### EXERCISE INPUT:
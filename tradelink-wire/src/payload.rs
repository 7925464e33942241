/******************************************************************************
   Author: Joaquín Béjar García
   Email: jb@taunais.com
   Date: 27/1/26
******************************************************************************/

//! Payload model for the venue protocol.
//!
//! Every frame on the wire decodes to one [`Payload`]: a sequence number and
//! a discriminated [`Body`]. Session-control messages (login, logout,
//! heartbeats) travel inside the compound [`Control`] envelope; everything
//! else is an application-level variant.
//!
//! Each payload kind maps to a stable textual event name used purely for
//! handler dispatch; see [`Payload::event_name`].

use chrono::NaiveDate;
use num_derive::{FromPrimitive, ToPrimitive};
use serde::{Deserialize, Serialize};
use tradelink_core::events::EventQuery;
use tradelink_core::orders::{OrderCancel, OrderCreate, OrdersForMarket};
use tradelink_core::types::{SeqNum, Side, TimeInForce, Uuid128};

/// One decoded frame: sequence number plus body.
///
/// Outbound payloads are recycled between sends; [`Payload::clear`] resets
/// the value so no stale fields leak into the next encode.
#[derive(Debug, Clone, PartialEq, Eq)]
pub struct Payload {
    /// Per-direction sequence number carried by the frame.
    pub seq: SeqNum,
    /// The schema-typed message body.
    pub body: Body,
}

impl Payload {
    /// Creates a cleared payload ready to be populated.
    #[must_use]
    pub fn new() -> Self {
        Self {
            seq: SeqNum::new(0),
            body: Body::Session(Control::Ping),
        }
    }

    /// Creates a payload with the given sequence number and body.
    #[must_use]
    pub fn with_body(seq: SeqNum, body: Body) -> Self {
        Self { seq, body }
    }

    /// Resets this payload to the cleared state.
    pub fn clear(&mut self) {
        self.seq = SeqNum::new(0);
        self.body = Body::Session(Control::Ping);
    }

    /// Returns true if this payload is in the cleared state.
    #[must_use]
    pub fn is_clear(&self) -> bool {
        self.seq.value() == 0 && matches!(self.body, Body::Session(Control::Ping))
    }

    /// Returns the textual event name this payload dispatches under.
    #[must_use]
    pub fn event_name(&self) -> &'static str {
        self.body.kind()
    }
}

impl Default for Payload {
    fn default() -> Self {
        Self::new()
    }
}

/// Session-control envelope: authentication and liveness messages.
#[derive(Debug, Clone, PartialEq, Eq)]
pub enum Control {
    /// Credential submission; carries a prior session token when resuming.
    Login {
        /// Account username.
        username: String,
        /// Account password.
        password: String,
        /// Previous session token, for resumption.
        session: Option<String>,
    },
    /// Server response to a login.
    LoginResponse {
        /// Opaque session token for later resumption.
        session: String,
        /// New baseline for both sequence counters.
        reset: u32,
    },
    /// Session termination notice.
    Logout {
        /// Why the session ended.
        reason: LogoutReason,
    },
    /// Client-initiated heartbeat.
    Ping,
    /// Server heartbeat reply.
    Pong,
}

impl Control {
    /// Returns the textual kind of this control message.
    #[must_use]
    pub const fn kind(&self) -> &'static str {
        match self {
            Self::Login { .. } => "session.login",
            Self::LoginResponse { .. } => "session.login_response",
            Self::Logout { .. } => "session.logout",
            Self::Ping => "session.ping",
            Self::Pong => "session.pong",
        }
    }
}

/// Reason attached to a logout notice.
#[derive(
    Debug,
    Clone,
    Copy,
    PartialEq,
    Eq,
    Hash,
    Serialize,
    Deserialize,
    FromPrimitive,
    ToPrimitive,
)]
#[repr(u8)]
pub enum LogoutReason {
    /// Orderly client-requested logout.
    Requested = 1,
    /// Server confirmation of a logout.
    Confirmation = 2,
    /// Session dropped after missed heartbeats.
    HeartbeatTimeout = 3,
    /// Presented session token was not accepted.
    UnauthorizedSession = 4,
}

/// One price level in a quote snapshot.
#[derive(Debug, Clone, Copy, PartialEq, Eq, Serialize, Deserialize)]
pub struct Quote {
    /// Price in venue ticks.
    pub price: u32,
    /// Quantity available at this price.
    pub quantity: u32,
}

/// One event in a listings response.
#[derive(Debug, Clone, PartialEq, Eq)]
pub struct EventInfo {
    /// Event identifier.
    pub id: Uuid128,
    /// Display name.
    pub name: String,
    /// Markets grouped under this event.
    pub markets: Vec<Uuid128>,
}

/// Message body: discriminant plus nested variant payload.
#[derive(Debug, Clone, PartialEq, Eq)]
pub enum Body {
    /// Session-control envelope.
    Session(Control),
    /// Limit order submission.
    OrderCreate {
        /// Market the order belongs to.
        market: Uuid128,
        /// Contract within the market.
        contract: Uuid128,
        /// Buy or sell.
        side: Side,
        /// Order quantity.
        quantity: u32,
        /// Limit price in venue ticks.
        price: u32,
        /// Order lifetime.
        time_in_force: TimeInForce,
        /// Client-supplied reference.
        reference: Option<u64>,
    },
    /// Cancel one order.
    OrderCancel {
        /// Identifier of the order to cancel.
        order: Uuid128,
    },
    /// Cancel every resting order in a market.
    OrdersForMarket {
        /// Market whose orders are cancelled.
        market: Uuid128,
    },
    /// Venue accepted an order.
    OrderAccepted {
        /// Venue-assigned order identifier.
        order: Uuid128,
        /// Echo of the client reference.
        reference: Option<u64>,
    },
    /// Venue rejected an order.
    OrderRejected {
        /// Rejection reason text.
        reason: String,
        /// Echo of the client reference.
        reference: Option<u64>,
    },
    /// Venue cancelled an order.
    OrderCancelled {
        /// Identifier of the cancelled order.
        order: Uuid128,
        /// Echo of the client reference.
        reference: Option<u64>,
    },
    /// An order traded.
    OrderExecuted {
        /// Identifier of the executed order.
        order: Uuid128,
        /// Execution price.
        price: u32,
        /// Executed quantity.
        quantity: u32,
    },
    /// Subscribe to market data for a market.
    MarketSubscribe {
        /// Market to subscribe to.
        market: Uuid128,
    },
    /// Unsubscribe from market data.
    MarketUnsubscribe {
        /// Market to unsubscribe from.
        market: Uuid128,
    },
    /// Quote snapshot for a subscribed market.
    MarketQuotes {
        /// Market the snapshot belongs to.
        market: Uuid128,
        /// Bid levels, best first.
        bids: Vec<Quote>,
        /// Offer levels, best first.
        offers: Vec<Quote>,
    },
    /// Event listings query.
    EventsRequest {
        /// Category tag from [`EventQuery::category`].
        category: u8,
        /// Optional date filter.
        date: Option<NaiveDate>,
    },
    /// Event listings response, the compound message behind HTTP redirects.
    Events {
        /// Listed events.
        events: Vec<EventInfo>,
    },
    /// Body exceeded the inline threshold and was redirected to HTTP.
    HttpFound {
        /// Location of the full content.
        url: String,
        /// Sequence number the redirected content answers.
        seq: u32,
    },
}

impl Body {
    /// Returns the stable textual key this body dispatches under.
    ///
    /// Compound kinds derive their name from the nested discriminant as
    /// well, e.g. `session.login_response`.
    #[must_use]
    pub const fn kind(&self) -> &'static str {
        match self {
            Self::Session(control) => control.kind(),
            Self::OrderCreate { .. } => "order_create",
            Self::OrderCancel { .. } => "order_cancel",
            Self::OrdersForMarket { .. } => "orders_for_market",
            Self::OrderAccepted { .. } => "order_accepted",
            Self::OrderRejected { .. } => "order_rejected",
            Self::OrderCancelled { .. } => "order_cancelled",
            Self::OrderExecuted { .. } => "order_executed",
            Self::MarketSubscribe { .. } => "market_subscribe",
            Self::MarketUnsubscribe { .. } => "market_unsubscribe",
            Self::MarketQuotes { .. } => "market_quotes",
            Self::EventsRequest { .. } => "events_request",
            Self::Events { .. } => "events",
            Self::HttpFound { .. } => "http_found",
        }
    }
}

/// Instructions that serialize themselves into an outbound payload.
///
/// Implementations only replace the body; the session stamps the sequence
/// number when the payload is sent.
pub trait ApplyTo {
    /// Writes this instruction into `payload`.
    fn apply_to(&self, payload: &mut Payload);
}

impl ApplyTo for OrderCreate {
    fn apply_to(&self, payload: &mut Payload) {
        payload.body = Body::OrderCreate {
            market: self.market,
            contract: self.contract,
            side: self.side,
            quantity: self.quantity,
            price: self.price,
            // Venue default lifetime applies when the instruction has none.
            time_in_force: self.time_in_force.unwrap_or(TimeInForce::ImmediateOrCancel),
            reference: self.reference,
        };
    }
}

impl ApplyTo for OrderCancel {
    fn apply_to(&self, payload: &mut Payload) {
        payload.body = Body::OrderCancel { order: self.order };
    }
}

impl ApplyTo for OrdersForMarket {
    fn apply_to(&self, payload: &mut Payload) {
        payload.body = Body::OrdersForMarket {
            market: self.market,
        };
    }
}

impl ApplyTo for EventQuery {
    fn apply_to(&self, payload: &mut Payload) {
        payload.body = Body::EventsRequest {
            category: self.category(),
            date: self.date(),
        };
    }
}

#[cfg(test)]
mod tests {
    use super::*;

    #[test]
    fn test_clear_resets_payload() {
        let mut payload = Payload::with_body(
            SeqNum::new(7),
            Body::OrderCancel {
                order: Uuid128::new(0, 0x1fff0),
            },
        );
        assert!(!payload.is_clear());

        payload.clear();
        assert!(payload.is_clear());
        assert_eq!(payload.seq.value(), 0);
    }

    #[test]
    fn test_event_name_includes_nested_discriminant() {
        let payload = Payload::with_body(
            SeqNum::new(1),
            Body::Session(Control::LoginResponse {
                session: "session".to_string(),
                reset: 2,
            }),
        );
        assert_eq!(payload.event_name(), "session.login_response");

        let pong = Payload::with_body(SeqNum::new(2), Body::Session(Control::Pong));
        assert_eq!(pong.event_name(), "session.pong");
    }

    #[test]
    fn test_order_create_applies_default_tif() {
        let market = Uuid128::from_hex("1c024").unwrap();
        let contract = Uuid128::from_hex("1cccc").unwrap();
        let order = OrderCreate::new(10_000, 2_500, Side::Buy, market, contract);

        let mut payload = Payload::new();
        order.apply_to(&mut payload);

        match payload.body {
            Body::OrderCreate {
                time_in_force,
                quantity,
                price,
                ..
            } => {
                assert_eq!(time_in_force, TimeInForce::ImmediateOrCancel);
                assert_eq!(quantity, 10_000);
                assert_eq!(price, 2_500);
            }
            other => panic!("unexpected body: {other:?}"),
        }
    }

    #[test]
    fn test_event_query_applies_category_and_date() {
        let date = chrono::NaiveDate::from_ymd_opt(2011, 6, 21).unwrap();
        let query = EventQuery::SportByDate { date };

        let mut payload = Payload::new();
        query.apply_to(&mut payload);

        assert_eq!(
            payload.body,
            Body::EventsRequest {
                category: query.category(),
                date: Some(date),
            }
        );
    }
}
* * *
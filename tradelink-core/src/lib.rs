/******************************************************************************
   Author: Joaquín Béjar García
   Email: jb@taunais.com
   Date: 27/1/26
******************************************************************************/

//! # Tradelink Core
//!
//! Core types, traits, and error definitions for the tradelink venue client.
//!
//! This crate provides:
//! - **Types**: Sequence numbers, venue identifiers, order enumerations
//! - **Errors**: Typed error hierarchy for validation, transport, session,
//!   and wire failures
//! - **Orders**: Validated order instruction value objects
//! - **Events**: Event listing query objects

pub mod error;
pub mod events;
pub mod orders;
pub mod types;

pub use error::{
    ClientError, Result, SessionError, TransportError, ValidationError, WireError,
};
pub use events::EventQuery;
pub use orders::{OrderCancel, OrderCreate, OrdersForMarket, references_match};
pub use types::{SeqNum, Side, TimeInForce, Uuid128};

### DIRECTIONS FOR THIS TASK:
Among the entries, how many lines include the word "state"? Give only the number.

### ANSWER FOR THIS EXERCISE:
2